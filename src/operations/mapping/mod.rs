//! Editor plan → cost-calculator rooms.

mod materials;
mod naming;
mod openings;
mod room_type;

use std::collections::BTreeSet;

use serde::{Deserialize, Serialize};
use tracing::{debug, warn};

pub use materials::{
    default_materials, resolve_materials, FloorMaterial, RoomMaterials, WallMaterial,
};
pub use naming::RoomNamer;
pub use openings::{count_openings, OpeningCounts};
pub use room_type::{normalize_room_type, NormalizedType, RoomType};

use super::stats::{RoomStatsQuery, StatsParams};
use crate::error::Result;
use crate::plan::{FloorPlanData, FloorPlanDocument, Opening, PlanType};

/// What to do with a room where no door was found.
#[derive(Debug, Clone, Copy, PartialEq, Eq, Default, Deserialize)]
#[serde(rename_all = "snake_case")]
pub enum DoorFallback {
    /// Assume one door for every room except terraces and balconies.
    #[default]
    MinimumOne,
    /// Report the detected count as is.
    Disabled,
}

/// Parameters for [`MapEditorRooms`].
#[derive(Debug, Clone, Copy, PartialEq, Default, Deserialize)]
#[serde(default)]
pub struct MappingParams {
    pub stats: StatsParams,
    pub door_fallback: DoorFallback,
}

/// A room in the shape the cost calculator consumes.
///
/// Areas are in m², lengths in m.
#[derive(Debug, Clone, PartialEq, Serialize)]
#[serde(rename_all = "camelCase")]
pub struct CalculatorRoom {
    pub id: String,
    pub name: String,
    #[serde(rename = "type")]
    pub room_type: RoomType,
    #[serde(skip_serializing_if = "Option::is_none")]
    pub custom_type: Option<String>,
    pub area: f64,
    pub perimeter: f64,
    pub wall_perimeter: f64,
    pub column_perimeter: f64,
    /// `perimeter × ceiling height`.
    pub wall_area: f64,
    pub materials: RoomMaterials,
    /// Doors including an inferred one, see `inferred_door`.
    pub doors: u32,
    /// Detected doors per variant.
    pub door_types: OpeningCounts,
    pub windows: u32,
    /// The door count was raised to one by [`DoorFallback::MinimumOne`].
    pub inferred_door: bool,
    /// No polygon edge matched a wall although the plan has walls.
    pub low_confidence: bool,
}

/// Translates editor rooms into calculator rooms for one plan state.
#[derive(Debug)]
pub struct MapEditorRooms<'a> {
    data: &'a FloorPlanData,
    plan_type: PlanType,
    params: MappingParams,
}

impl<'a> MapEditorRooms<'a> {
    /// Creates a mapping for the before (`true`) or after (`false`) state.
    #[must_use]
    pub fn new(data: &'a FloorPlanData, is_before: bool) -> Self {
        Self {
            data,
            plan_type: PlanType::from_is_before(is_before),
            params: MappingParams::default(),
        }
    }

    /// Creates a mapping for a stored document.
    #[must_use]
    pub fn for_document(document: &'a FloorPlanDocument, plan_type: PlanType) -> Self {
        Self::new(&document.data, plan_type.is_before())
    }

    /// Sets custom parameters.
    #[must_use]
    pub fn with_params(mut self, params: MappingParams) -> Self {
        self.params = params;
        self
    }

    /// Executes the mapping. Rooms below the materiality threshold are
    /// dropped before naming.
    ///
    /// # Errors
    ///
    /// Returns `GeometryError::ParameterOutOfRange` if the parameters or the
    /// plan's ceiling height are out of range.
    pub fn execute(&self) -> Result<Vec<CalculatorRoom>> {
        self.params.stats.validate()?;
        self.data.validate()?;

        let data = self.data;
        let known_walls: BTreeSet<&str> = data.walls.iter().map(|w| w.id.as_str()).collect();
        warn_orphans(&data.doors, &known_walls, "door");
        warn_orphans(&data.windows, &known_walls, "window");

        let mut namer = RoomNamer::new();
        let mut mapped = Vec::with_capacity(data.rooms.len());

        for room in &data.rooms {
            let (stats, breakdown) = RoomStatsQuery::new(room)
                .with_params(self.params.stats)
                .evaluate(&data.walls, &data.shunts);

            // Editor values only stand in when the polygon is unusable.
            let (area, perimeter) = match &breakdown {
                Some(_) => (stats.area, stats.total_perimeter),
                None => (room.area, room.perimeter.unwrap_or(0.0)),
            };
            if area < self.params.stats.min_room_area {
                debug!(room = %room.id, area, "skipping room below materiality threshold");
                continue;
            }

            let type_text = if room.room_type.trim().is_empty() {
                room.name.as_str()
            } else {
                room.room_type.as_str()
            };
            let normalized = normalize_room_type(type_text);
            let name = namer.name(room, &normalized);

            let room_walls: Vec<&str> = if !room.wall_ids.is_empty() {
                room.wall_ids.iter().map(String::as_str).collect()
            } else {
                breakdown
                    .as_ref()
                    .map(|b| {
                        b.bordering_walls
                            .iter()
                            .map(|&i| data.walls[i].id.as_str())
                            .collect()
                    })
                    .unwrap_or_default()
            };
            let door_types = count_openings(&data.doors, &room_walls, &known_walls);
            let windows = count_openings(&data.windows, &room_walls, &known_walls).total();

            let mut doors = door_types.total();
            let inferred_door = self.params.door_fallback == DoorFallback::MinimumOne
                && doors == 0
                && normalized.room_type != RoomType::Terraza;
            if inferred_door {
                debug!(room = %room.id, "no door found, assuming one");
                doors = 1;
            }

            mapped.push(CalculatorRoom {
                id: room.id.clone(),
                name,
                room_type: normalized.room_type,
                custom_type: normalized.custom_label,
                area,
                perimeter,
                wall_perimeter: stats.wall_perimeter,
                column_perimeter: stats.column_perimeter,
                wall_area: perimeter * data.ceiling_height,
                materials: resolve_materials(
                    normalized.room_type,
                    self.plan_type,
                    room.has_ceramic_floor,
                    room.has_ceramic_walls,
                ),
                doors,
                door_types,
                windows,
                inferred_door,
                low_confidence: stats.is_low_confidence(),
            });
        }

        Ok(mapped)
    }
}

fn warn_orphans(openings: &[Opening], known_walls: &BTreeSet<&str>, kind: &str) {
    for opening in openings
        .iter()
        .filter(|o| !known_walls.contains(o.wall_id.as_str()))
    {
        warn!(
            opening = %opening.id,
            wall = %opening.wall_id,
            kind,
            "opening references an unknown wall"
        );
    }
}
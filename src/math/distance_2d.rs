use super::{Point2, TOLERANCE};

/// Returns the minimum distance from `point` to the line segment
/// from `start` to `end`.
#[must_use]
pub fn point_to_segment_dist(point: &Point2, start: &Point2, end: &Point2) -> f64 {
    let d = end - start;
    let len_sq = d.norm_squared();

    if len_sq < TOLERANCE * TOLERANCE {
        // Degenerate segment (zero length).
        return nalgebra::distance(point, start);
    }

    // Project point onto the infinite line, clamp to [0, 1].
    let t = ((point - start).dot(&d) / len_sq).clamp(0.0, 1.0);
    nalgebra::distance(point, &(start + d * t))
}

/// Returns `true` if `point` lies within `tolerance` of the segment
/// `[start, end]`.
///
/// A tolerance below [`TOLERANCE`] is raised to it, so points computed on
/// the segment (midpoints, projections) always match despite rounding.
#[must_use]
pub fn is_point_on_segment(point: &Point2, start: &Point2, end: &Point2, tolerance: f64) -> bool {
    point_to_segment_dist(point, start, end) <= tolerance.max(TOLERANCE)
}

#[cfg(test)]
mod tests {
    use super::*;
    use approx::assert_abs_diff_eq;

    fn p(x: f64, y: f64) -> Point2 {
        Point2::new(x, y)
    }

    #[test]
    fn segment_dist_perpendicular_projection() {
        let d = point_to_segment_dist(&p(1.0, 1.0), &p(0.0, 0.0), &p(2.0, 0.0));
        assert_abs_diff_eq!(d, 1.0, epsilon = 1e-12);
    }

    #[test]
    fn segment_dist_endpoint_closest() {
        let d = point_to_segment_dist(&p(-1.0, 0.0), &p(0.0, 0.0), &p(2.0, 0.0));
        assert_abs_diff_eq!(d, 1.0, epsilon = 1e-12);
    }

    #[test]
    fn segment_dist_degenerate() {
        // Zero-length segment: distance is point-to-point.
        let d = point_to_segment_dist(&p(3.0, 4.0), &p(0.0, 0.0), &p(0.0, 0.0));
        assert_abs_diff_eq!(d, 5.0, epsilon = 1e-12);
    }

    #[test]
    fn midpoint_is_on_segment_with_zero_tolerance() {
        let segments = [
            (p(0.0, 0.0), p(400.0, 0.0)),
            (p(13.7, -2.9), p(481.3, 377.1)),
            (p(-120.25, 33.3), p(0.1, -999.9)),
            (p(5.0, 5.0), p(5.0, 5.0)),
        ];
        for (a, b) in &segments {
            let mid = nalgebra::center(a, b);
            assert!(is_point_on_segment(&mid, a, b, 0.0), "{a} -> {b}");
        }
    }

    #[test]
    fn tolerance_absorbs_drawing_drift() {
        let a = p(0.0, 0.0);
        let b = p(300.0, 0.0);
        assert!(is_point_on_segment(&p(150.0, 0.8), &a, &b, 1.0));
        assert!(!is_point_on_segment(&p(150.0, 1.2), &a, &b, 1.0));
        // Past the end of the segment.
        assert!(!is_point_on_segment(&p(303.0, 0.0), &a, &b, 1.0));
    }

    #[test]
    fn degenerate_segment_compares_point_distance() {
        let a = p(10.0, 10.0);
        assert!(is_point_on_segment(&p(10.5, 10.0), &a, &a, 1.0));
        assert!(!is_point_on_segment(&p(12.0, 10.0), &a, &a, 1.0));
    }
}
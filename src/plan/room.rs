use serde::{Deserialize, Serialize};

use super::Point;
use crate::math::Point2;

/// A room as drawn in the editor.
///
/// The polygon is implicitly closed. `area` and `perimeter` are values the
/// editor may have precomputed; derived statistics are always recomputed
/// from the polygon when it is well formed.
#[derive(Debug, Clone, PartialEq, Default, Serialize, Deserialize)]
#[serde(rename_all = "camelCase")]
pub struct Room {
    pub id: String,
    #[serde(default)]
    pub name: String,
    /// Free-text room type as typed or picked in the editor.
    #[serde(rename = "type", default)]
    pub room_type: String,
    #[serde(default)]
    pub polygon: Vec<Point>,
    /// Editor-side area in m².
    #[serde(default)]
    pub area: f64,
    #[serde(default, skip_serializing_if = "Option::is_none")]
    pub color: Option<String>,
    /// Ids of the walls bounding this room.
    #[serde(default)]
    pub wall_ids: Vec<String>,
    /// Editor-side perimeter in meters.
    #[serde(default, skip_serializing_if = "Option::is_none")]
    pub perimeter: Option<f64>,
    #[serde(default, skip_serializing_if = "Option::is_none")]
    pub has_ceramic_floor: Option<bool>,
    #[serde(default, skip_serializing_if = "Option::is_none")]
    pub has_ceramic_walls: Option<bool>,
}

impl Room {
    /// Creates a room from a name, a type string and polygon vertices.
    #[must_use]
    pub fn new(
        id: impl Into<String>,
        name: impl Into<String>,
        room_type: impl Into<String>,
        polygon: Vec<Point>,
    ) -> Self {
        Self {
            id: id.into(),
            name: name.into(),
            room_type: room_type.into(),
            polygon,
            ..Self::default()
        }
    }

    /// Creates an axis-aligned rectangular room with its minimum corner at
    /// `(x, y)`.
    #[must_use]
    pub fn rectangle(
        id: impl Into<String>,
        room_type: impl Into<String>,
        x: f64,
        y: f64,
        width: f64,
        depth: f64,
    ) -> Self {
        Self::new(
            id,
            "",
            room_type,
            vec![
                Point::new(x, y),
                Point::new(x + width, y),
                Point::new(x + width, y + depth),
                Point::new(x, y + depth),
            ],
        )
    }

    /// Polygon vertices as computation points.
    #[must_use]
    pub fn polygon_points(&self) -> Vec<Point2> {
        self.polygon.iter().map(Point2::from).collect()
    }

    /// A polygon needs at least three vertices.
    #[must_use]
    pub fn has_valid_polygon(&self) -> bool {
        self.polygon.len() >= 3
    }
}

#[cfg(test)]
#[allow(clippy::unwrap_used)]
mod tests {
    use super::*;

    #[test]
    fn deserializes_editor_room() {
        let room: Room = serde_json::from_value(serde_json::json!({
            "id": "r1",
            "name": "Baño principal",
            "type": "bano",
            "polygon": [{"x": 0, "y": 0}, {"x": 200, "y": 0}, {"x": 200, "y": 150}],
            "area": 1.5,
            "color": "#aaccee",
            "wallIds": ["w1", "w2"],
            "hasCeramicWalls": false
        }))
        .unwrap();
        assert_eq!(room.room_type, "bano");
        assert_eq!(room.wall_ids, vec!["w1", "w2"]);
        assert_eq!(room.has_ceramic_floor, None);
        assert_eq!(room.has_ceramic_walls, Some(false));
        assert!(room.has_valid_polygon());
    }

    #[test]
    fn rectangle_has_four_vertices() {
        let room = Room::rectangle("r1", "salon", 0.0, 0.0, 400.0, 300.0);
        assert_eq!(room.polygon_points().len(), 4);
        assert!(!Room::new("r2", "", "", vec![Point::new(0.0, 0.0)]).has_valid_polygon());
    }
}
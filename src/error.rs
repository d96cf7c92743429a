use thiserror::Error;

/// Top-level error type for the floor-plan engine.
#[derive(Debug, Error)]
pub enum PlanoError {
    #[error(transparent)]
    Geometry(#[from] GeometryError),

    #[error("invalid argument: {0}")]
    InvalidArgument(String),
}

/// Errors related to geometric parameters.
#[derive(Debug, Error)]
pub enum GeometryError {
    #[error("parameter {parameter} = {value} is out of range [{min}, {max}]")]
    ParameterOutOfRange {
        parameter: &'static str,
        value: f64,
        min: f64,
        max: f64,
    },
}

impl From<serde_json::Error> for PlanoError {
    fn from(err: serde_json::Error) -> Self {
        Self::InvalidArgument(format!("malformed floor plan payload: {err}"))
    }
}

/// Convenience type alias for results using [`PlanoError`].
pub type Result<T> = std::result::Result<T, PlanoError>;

● Task brief
Filter the entries above and return only the lines holding "raised".

● Solution for this task
    /// The door count was raised to one by [`DoorFallback::MinimumOne`].
/// A tolerance below [`TOLERANCE`] is raised to it, so points computed on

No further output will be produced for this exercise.